[Stored data entries]
»»

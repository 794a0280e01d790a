//! Effect: a compiled shader program with its reflected techniques and parameters.

use std::sync::{Arc, Weak};

use parking_lot::RwLock;

use crate::backend::{NativeEffect, NativeHandle, NativeValue};
use crate::error::{FxError, FxResult};

use super::link::Linker;
use super::resource::{PropertyBag, PropertyKey, PropertyValue, Resource, ResourceKind, ResourceRef};
use super::{Binding, Parameter, Technique};

/// A compiled effect.
///
/// The effect owns its parameters and techniques; techniques own their passes.
/// Only techniques that validated against the device are exposed, in the order
/// of the source file, and the first of them is the default.
///
/// # Example
///
/// ```ignore
/// let effect = binding.create_effect(source)?;
/// let technique = effect.bind(true)?;
/// for pass in technique.passes() {
///     pass.bind()?;
///     // draw
///     pass.reset()?;
/// }
/// effect.reset()?;
/// ```
pub struct Effect {
    id: u64,
    name: String,
    binding: Arc<Binding>,
    generation: u64,
    native: Box<dyn NativeEffect>,
    parameters: Vec<Arc<Parameter>>,
    techniques: Vec<Arc<Technique>>,
    default_technique: RwLock<Option<Arc<Technique>>>,
    properties: PropertyBag,
}

impl Effect {
    /// Reflect a compiled program, link its parameters and pick the default
    /// technique. Parameters and techniques that fail are logged and skipped.
    pub(crate) fn new(
        binding: &Arc<Binding>,
        generation: u64,
        name: String,
        native: Box<dyn NativeEffect>,
    ) -> FxResult<Arc<Self>> {
        let desc = native.describe();

        let effect = Arc::new_cyclic(|this: &Weak<Effect>| {
            let mut parameters = Vec::with_capacity(desc.parameters as usize);
            for index in 0..desc.parameters {
                match reflect_parameter(this, native.as_ref(), index) {
                    Ok(parameter) => parameters.push(Arc::new(parameter)),
                    Err(err) => log::warn!("Effect '{}': skipping parameter {}: {}", name, index, err),
                }
            }

            let mut techniques = Vec::with_capacity(desc.techniques as usize);
            for index in 0..desc.techniques {
                let Some(handle) = native.technique(index) else {
                    log::warn!("Effect '{}': technique {} has no handle", name, index);
                    continue;
                };
                if !native.validate_technique(handle) {
                    let technique_name = native
                        .technique_desc(handle)
                        .map(|d| d.name)
                        .unwrap_or_default();
                    log::warn!(
                        "Effect '{}': technique '{}' failed validation and is skipped",
                        name,
                        technique_name
                    );
                    continue;
                }
                match Technique::new(binding, this.clone(), native.as_ref(), handle) {
                    Ok(technique) => techniques.push(technique),
                    Err(err) => log::warn!("Effect '{}': skipping technique {}: {}", name, index, err),
                }
            }

            Effect {
                id: binding.next_id(),
                name,
                binding: Arc::clone(binding),
                generation,
                native,
                parameters,
                default_technique: RwLock::new(techniques.first().cloned()),
                techniques,
                properties: PropertyBag::new(),
            }
        });

        if let Some(default) = effect.default_technique() {
            effect.native.set_technique(default.handle())?;
        } else {
            log::warn!("Effect '{}': no technique validated", effect.name);
        }

        let linker = Linker {
            binding,
            native: effect.native.as_ref(),
            effect_name: &effect.name,
        };
        for parameter in &effect.parameters {
            linker.link(parameter);
        }

        // Targets may name textures synthesized while linking.
        for technique in &effect.techniques {
            for pass in technique.passes() {
                pass.resolve_targets(binding);
            }
        }

        log::trace!(
            "Effect '{}': created with {} parameter(s), {} technique(s)",
            effect.name,
            effect.parameters.len(),
            effect.techniques.len()
        );
        Ok(effect)
    }

    pub fn binding(&self) -> &Arc<Binding> {
        &self.binding
    }

    pub(crate) fn id(&self) -> u64 {
        self.id
    }

    pub(crate) fn generation(&self) -> u64 {
        self.generation
    }

    pub(crate) fn native(&self) -> &dyn NativeEffect {
        self.native.as_ref()
    }

    /// Whether the binding is still attached to the device this effect was
    /// compiled for.
    pub fn is_valid(&self) -> bool {
        self.binding.device_for(self.generation).is_ok()
    }

    /// Whether this effect is the binding's active effect.
    pub fn is_active(&self) -> bool {
        self.binding.active_effect() == Some(self.id)
    }

    pub fn parameter_count(&self) -> usize {
        self.parameters.len()
    }

    pub fn parameters(&self) -> &[Arc<Parameter>] {
        &self.parameters
    }

    pub fn parameter(&self, index: usize) -> Option<&Arc<Parameter>> {
        self.parameters.get(index)
    }

    pub fn parameter_by_name(&self, name: &str) -> Option<&Arc<Parameter>> {
        self.parameters.iter().find(|p| p.name() == name)
    }

    /// Number of techniques that validated. Check it before drawing.
    pub fn technique_count(&self) -> usize {
        self.techniques.len()
    }

    pub fn techniques(&self) -> &[Arc<Technique>] {
        &self.techniques
    }

    pub fn technique(&self, index: usize) -> Option<&Arc<Technique>> {
        self.techniques.get(index)
    }

    pub fn technique_by_name(&self, name: &str) -> Option<&Arc<Technique>> {
        self.techniques.iter().find(|t| t.name() == name)
    }

    pub fn default_technique(&self) -> Option<Arc<Technique>> {
        self.default_technique.read().clone()
    }

    /// Make `technique` the default for the next [`Effect::bind`].
    pub fn set_default_technique(&self, technique: &Arc<Technique>) -> FxResult<()> {
        if !self.techniques.iter().any(|t| Arc::ptr_eq(t, technique)) {
            return Err(FxError::InvalidParams(format!(
                "technique '{}' does not belong to effect '{}'",
                technique.name(),
                self.name
            )));
        }
        if self.is_active() {
            return Err(FxError::InvalidCall(format!(
                "effect '{}' is active",
                self.name
            )));
        }

        self.native.set_technique(technique.handle())?;
        *self.default_technique.write() = Some(Arc::clone(technique));
        Ok(())
    }

    /// Find a parameter, technique or pass by name.
    pub fn find_resource(&self, name: &str) -> Option<ResourceRef> {
        if let Some(parameter) = self.parameter_by_name(name) {
            return Some(ResourceRef::Parameter(Arc::clone(parameter)));
        }
        if let Some(technique) = self.technique_by_name(name) {
            return Some(ResourceRef::Technique(Arc::clone(technique)));
        }
        self.techniques
            .iter()
            .find_map(|t| t.pass_by_name(name))
            .map(|pass| ResourceRef::Pass(Arc::clone(pass)))
    }

    /// Activate the effect and return its default technique.
    ///
    /// With `clean` set the current render state is saved and the binding's
    /// baseline state applied first; [`Effect::reset`] restores the saved
    /// state. Fails with [`FxError::InvalidCall`] when another effect is
    /// active or the effect has no technique.
    pub fn bind(&self, clean: bool) -> FxResult<Arc<Technique>> {
        self.binding.device_for(self.generation)?;
        let technique = self.default_technique().ok_or_else(|| {
            FxError::InvalidCall(format!("effect '{}' has no usable technique", self.name))
        })?;

        self.binding.begin_effect(self.id, clean, || {
            let passes = self.native.begin(technique.handle())?;
            log::trace!(
                "Effect '{}': begun '{}' with {} pass(es)",
                self.name,
                technique.name(),
                passes
            );
            Ok(())
        })?;

        Ok(technique)
    }

    /// Deactivate the effect. A pass left active is ended first.
    pub fn reset(&self) -> FxResult<()> {
        self.binding.end_effect(self.id, |dangling_pass| {
            if dangling_pass {
                log::warn!("Effect '{}': reset while a pass is active", self.name);
                self.native.end_pass()?;
            }
            self.native.end()?;
            Ok(())
        })?;

        log::trace!("Effect '{}': reset", self.name);
        Ok(())
    }

    pub(crate) fn write_native(&self, handle: NativeHandle, value: &NativeValue) -> FxResult<()> {
        self.binding.device_for(self.generation)?;
        Ok(self.native.set_value(handle, value)?)
    }

    pub(crate) fn read_native(&self, handle: NativeHandle) -> FxResult<NativeValue> {
        Ok(self.native.get_value(handle)?)
    }
}

fn reflect_parameter(
    effect: &Weak<Effect>,
    native: &dyn NativeEffect,
    index: u32,
) -> FxResult<Parameter> {
    let handle = native
        .parameter(index)
        .ok_or_else(|| FxError::InvalidParams(format!("no native parameter at index {index}")))?;
    let reflected = native
        .parameter_desc(handle)
        .ok_or_else(|| FxError::InvalidParams(format!("parameter {index} has no descriptor")))?;
    let initial = native.get_value(handle)?;

    Ok(Parameter::new_native(
        effect.clone(),
        handle,
        reflected.name,
        reflected.desc,
        initial,
    ))
}

impl Resource for Effect {
    fn name(&self) -> &str {
        &self.name
    }

    fn kind(&self) -> ResourceKind {
        ResourceKind::Effect
    }

    fn properties(&self) -> &PropertyBag {
        &self.properties
    }

    fn builtin_property(&self, key: &PropertyKey) -> Option<PropertyValue> {
        match key {
            PropertyKey::Name => Some(PropertyValue::String(self.name.clone())),
            PropertyKey::Count => Some(PropertyValue::Int(self.techniques.len() as i64)),
            _ => None,
        }
    }
}

impl std::fmt::Debug for Effect {
    fn fmt(&self, f: &mut std::fmt::Formatter<'_>) -> std::fmt::Result {
        f.debug_struct("Effect")
            .field("name", &self.name)
            .field("parameters", &self.parameters.len())
            .field("techniques", &self.techniques)
            .finish()
    }
}

impl Drop for Effect {
    fn drop(&mut self) {
        if self.is_active() {
            log::warn!("Effect '{}': dropped while active", self.name);
            if let Err(err) = self.reset() {
                log::error!("Effect '{}': reset on drop failed: {}", self.name, err);
            }
        }

        for parameter in &self.parameters {
            if let Some(source) = parameter.take_link_source() {
                // NotFound when the host detached it already.
                let _ = source.detach(parameter);
            }
        }

        log::trace!("Effect '{}': destroyed", self.name);
    }
}

static_assertions::assert_impl_all!(Effect: Send, Sync);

««

* WORK ORDER *
Your answer should be every line above that contains the word "iter".

* ANSWER SPACE *
        self.parameters.iter().find(|p| p.name() == name)
        self.techniques.iter().find(|t| t.name() == name)
        if !self.techniques.iter().any(|t| Arc::ptr_eq(t, technique)) {
            .iter()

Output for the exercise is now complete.